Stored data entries

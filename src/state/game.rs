//! Match state management.
//!
//! Tracks active ping-pong matches: who plays, whose turn it is, and the score.
//!
//! # State Diagram
//!
//! ```text
//! ┌──────────┐   join    ┌────────────┐   exit    ┌───────┐
//! │ Waiting  │──────────▶│ InProgress │──────────▶│ Ended │
//! └──────────┘           └────────────┘           └───────┘
//!      │                   │       ▲
//!      │ exit              └───────┘
//!      ▼                  record_hit
//! ┌───────┐
//! │ Ended │
//! └───────┘
//! ```
//!
//! An ended match is simply no longer present in the [`MatchRegistry`].

use std::fmt;

use thiserror::Error;

/// Registry-assigned match identifier.
#[derive(Debug, Clone, Copy, PartialEq, Eq, Hash, PartialOrd, Ord)]
pub struct MatchId(pub u64);

impl fmt::Display for MatchId {
    fn fmt(&self, f: &mut fmt::Formatter<'_>) -> fmt::Result {
        write!(f, "match-{}", self.0)
    }
}

/// Match lifecycle states while registered.
#[derive(Debug, Clone, Copy, PartialEq, Eq)]
pub enum MatchStatus {
    /// Slot 1 is empty
    Waiting,
    /// Both players present, turns alternate
    InProgress,
}

impl MatchStatus {
    pub fn as_str(&self) -> &'static str {
        match self {
            Self::Waiting => "waiting",
            Self::InProgress => "in_progress",
        }
    }
}

/// Why a join was refused.
#[derive(Debug, Clone, Copy, PartialEq, Eq, Error)]
pub enum JoinRejection {
    #[error("second user can't be the same as first user")]
    SamePlayer,
    #[error("second user already set")]
    AlreadyFull,
}

/// Match errors.
#[derive(Debug, Clone, PartialEq, Eq, Error)]
pub enum MatchError {
    #[error("{0}")]
    InvalidJoin(JoinRejection),
}

/// A single ping-pong match.
#[derive(Debug, Clone)]
pub struct Match {
    /// Assigned on registration; `MatchId(0)` until then
    pub id: MatchId,

    /// Slot 0: the player who served
    first_player: String,

    /// Slot 1: set once someone joins
    second_player: Option<String>,

    /// Points per slot
    scores: [u32; 2],

    /// Channel the match is bound to
    pub channel_id: String,

    /// True when the ping side hit last and the pong side must answer
    last_hit_was_ping: bool,

    /// Resolved hit attempts
    hit_count: u32,

    pub created_at: chrono::DateTime<chrono::Utc>,
    pub started_at: Option<chrono::DateTime<chrono::Utc>>,
    pub last_hit_at: Option<chrono::DateTime<chrono::Utc>>,
}

impl Match {
    /// Create a match waiting for a second player.
    pub fn create(first_player: String, channel_id: String) -> Self {
        Self {
            id: MatchId(0),
            first_player,
            second_player: None,
            scores: [0, 0],
            channel_id,
            last_hit_was_ping: false,
            hit_count: 0,
            created_at: chrono::Utc::now(),
            started_at: None,
            last_hit_at: None,
        }
    }

    /// Fill slot 1 and start the match.
    pub fn join(&mut self, second_player: String) -> Result<(), MatchError> {
        if self.first_player == second_player {
            return Err(MatchError::InvalidJoin(JoinRejection::SamePlayer));
        }
        if self.second_player.is_some() {
            return Err(MatchError::InvalidJoin(JoinRejection::AlreadyFull));
        }

        self.second_player = Some(second_player);
        self.started_at = Some(chrono::Utc::now());
        Ok(())
    }

    /// Record a resolved hit attempt.
    ///
    /// A miss credits the opponent of the side that just hit. The turn passes
    /// whether or not the hit landed.
    pub fn record_hit(&mut self, success: bool) {
        self.last_hit_at = Some(chrono::Utc::now());
        self.hit_count += 1;

        if !success {
            if self.last_hit_was_ping {
                self.scores[0] += 1;
            } else {
                self.scores[1] += 1;
            }
        }

        self.last_hit_was_ping = !self.last_hit_was_ping;
    }

    /// Player in slot 0.
    pub fn first_player(&self) -> &str {
        &self.first_player
    }

    /// Player in slot 1, if joined.
    pub fn second_player(&self) -> Option<&str> {
        self.second_player.as_deref()
    }

    /// Both participants in slot order.
    pub fn participants(&self) -> impl Iterator<Item = &str> {
        std::iter::once(self.first_player.as_str()).chain(self.second_player.as_deref())
    }

    /// Started once slot 1 is filled.
    pub fn is_started(&self) -> bool {
        self.second_player.is_some()
    }

    pub fn last_hit_was_ping(&self) -> bool {
        self.last_hit_was_ping
    }

    pub fn hit_count(&self) -> u32 {
        self.hit_count
    }

    pub fn has_participant(&self, user_id: &str) -> bool {
        self.participants().any(|p| p == user_id)
    }

    pub fn is_joinable(&self) -> bool {
        self.second_player.is_none()
    }

    pub fn status(&self) -> MatchStatus {
        if self.is_started() {
            MatchStatus::InProgress
        } else {
            MatchStatus::Waiting
        }
    }

    pub fn scores(&self) -> [u32; 2] {
        self.scores
    }

    /// Score formatted as `slot0 - slot1`.
    pub fn score_line(&self) -> String {
        format!("{} - {}", self.scores[0], self.scores[1])
    }

    /// Snapshot for logging.
    pub fn to_json(&self) -> serde_json::Value {
        serde_json::json!({
            "match_id": self.id.0,
            "channel_id": self.channel_id,
            "status": self.status().as_str(),
            "players": [self.first_player, self.second_player],
            "scores": self.scores,
            "last_hit_was_ping": self.last_hit_was_ping,
            "hit_count": self.hit_count,
            "created_at": self.created_at,
            "started_at": self.started_at,
            "last_hit_at": self.last_hit_at
        })
    }
}

/// Match registry - tracks all matches that have not ended.
///
/// Matches are kept in creation order; lookups are linear since a channel
/// rarely holds more than a handful of games.
#[derive(Debug, Default)]
pub struct MatchRegistry {
    matches: Vec<Match>,
    next_id: u64,
}

impl MatchRegistry {
    pub fn new() -> Self {
        Self::default()
    }

    /// Register a match, assigning its ID.
    pub fn add(&mut self, mut game: Match) -> MatchId {
        self.next_id += 1;
        let id = MatchId(self.next_id);
        game.id = id;
        self.matches.push(game);
        id
    }

    /// Create and register a match for `first_player`.
    pub fn create(&mut self, first_player: String, channel_id: String) -> MatchId {
        self.add(Match::create(first_player, channel_id))
    }

    /// Get a match by ID.
    pub fn get(&self, id: MatchId) -> Option<&Match> {
        self.matches.iter().find(|m| m.id == id)
    }

    /// Get a mutable match by ID.
    pub fn get_mut(&mut self, id: MatchId) -> Option<&mut Match> {
        self.matches.iter_mut().find(|m| m.id == id)
    }

    /// Get the match a user plays in, in either slot.
    pub fn find_by_participant(&self, user_id: &str) -> Option<&Match> {
        self.matches.iter().find(|m| m.has_participant(user_id))
    }

    /// Newest match still waiting for a second player.
    pub fn find_joinable(&self) -> Option<&Match> {
        self.matches.iter().rev().find(|m| m.is_joinable())
    }

    pub fn find_joinable_mut(&mut self) -> Option<&mut Match> {
        self.matches.iter_mut().rev().find(|m| m.is_joinable())
    }

    /// Remove a match. Removing an absent match returns `None`.
    pub fn remove(&mut self, id: MatchId) -> Option<Match> {
        let index = self.matches.iter().position(|m| m.id == id)?;
        Some(self.matches.remove(index))
    }

    /// Matches in creation order.
    pub fn iter(&self) -> impl Iterator<Item = &Match> {
        self.matches.iter()
    }

    pub fn len(&self) -> usize {
        self.matches.len()
    }

    pub fn is_empty(&self) -> bool {
        self.matches.is_empty()
    }

    /// Count matches still waiting for a second player.
    pub fn waiting_count(&self) -> usize {
        self.matches.iter().filter(|m| m.is_joinable()).count()
    }

    pub fn to_json(&self) -> serde_json::Value {
        serde_json::Value::Array(self.matches.iter().map(|m| m.to_json()).collect())
    }
}

#[cfg(test)]
mod tests {
    use super::*;
    use pretty_assertions::assert_eq;

    fn started_match() -> Match {
        let mut game = Match::create("alice".to_string(), "chan-1".to_string());
        game.join("bob".to_string()).unwrap();
        game
    }

    #[test]
    fn test_match_create() {
        let game = Match::create("alice".to_string(), "chan-1".to_string());
        assert_eq!(game.first_player(), "alice");
        assert_eq!(game.second_player(), None);
        assert_eq!(game.scores(), [0, 0]);
        assert_eq!(game.status(), MatchStatus::Waiting);
        assert!(!game.is_started());
        assert!(!game.last_hit_was_ping());
        assert!(game.is_joinable());
        assert!(game.started_at.is_none());
    }

    #[test]
    fn test_match_join() {
        let game = started_match();
        assert_eq!(game.second_player(), Some("bob"));
        assert_eq!(game.status(), MatchStatus::InProgress);
        assert!(game.is_started());
        assert!(game.started_at.is_some());
        assert!(!game.is_joinable());
        assert_eq!(game.participants().collect::<Vec<_>>(), vec!["alice", "bob"]);
    }

    #[test]
    fn test_match_join_rejections() {
        let mut game = Match::create("alice".to_string(), "chan-1".to_string());
        assert_eq!(
            game.join("alice".to_string()),
            Err(MatchError::InvalidJoin(JoinRejection::SamePlayer))
        );
        assert!(!game.is_started());

        game.join("bob".to_string()).unwrap();
        assert_eq!(
            game.join("carol".to_string()),
            Err(MatchError::InvalidJoin(JoinRejection::AlreadyFull))
        );
        assert_eq!(game.second_player(), Some("bob"));
    }

    #[test]
    fn test_rejected_join_leaves_match_waiting() {
        let mut game = Match::create("alice".to_string(), "chan-1".to_string());
        assert!(game.join("alice".to_string()).is_err());

        assert!(!game.is_started());
        assert!(game.started_at.is_none());
        assert_eq!(game.status(), MatchStatus::Waiting);
        assert_eq!(game.participants().collect::<Vec<_>>(), vec!["alice"]);
        assert_eq!(game.first_player(), "alice");
    }

    #[test]
    fn test_join_rejection_messages() {
        assert_eq!(
            MatchError::InvalidJoin(JoinRejection::SamePlayer).to_string(),
            "second user can't be the same as first user"
        );
        assert_eq!(
            MatchError::InvalidJoin(JoinRejection::AlreadyFull).to_string(),
            "second user already set"
        );
    }

    #[test]
    fn test_record_hit_success_toggles_turn_only() {
        let mut game = started_match();

        game.record_hit(true);
        assert!(game.last_hit_was_ping());
        assert_eq!(game.scores(), [0, 0]);

        game.record_hit(true);
        assert!(!game.last_hit_was_ping());
        assert_eq!(game.scores(), [0, 0]);
        assert_eq!(game.hit_count(), 2);
        assert!(game.last_hit_at.is_some());
    }

    #[test]
    fn test_record_hit_miss_credits_opponent() {
        let mut game = started_match();

        // Ping side misses: pong side (slot 1) scores
        game.record_hit(false);
        assert_eq!(game.scores(), [0, 1]);
        assert!(game.last_hit_was_ping());

        // Pong side misses: ping side (slot 0) scores
        game.record_hit(false);
        assert_eq!(game.scores(), [1, 1]);
        assert!(!game.last_hit_was_ping());
        assert_eq!(game.score_line(), "1 - 1");
    }

    #[test]
    fn test_scores_monotonic() {
        let mut game = started_match();
        let mut previous = game.scores();

        for i in 0..20 {
            game.record_hit(i % 3 == 0);
            let current = game.scores();
            let gained = (current[0] - previous[0]) + (current[1] - previous[1]);
            assert_eq!(gained, if i % 3 == 0 { 0 } else { 1 });
            previous = current;
        }
    }

    #[test]
    fn test_registry_add_assigns_ids() {
        let mut registry = MatchRegistry::new();
        let a = registry.create("alice".to_string(), "chan-1".to_string());
        let b = registry.create("carol".to_string(), "chan-1".to_string());

        assert_ne!(a, b);
        assert_eq!(registry.len(), 2);
        assert_eq!(registry.get(a).unwrap().first_player(), "alice");
        assert_eq!(registry.get(b).unwrap().first_player(), "carol");
    }

    #[test]
    fn test_registry_find_by_participant() {
        let mut registry = MatchRegistry::new();
        let id = registry.create("alice".to_string(), "chan-1".to_string());
        registry.get_mut(id).unwrap().join("bob".to_string()).unwrap();

        assert_eq!(registry.find_by_participant("alice").map(|m| m.id), Some(id));
        assert_eq!(registry.find_by_participant("bob").map(|m| m.id), Some(id));
        assert!(registry.find_by_participant("carol").is_none());
    }

    #[test]
    fn test_registry_find_joinable_prefers_newest() {
        let mut registry = MatchRegistry::new();
        assert!(registry.find_joinable().is_none());

        let first = registry.create("alice".to_string(), "chan-1".to_string());
        let second = registry.create("carol".to_string(), "chan-1".to_string());
        assert_eq!(registry.find_joinable().map(|m| m.id), Some(second));

        registry.get_mut(second).unwrap().join("dave".to_string()).unwrap();
        assert_eq!(registry.find_joinable().map(|m| m.id), Some(first));

        registry.get_mut(first).unwrap().join("bob".to_string()).unwrap();
        assert!(registry.find_joinable().is_none());
        assert_eq!(registry.waiting_count(), 0);
    }

    #[test]
    fn test_registry_remove_is_idempotent() {
        let mut registry = MatchRegistry::new();
        let id = registry.create("alice".to_string(), "chan-1".to_string());

        let removed = registry.remove(id).unwrap();
        assert_eq!(removed.first_player(), "alice");
        assert!(registry.is_empty());
        assert!(registry.remove(id).is_none());
    }

    #[test]
    fn test_registry_preserves_creation_order() {
        let mut registry = MatchRegistry::new();
        let a = registry.create("a".to_string(), "chan-1".to_string());
        let b = registry.create("b".to_string(), "chan-1".to_string());
        let c = registry.create("c".to_string(), "chan-1".to_string());
        registry.remove(b);

        let ids: Vec<MatchId> = registry.iter().map(|m| m.id).collect();
        assert_eq!(ids, vec![a, c]);
    }

    #[test]
    fn test_match_to_json() {
        let mut registry = MatchRegistry::new();
        let id = registry.create("alice".to_string(), "chan-1".to_string());
        let json = registry.get(id).unwrap().to_json();

        assert_eq!(json["match_id"], 1);
        assert_eq!(json["status"], "waiting");
        assert_eq!(json["players"], serde_json::json!(["alice", null]));
        assert_eq!(json["scores"], serde_json::json!([0, 0]));
        assert_eq!(registry.to_json().as_array().map(|a| a.len()), Some(1));
    }
}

__Description of the task__: The first line of the records begins the span, and the line containing "single ping-pong match." ends it. Reproduce that span exactly, both ends included.

__Answer to this task__:
filename src/state/game.rs
//! Match state management.
//!
//! Tracks active ping-pong matches: who plays, whose turn it is, and the score.
//!
//! # State Diagram
//!
//! ```text
//! ┌──────────┐   join    ┌────────────┐   exit    ┌───────┐
//! │ Waiting  │──────────▶│ InProgress │──────────▶│ Ended │
//! └──────────┘           └────────────┘           └───────┘
//!      │                   │       ▲
//!      │ exit              └───────┘
//!      ▼                  record_hit
//! ┌───────┐
//! │ Ended │
//! └───────┘
//! ```
//!
//! An ended match is simply no longer present in the [`MatchRegistry`].

use std::fmt;

use thiserror::Error;

/// Registry-assigned match identifier.
#[derive(Debug, Clone, Copy, PartialEq, Eq, Hash, PartialOrd, Ord)]
pub struct MatchId(pub u64);

impl fmt::Display for MatchId {
    fn fmt(&self, f: &mut fmt::Formatter<'_>) -> fmt::Result {
        write!(f, "match-{}", self.0)
    }
}

/// Match lifecycle states while registered.
#[derive(Debug, Clone, Copy, PartialEq, Eq)]
pub enum MatchStatus {
    /// Slot 1 is empty
    Waiting,
    /// Both players present, turns alternate
    InProgress,
}

impl MatchStatus {
    pub fn as_str(&self) -> &'static str {
        match self {
            Self::Waiting => "waiting",
            Self::InProgress => "in_progress",
        }
    }
}

/// Why a join was refused.
#[derive(Debug, Clone, Copy, PartialEq, Eq, Error)]
pub enum JoinRejection {
    #[error("second user can't be the same as first user")]
    SamePlayer,
    #[error("second user already set")]
    AlreadyFull,
}

/// Match errors.
#[derive(Debug, Clone, PartialEq, Eq, Error)]
pub enum MatchError {
    #[error("{0}")]
    InvalidJoin(JoinRejection),
}

/// A single ping-pong match.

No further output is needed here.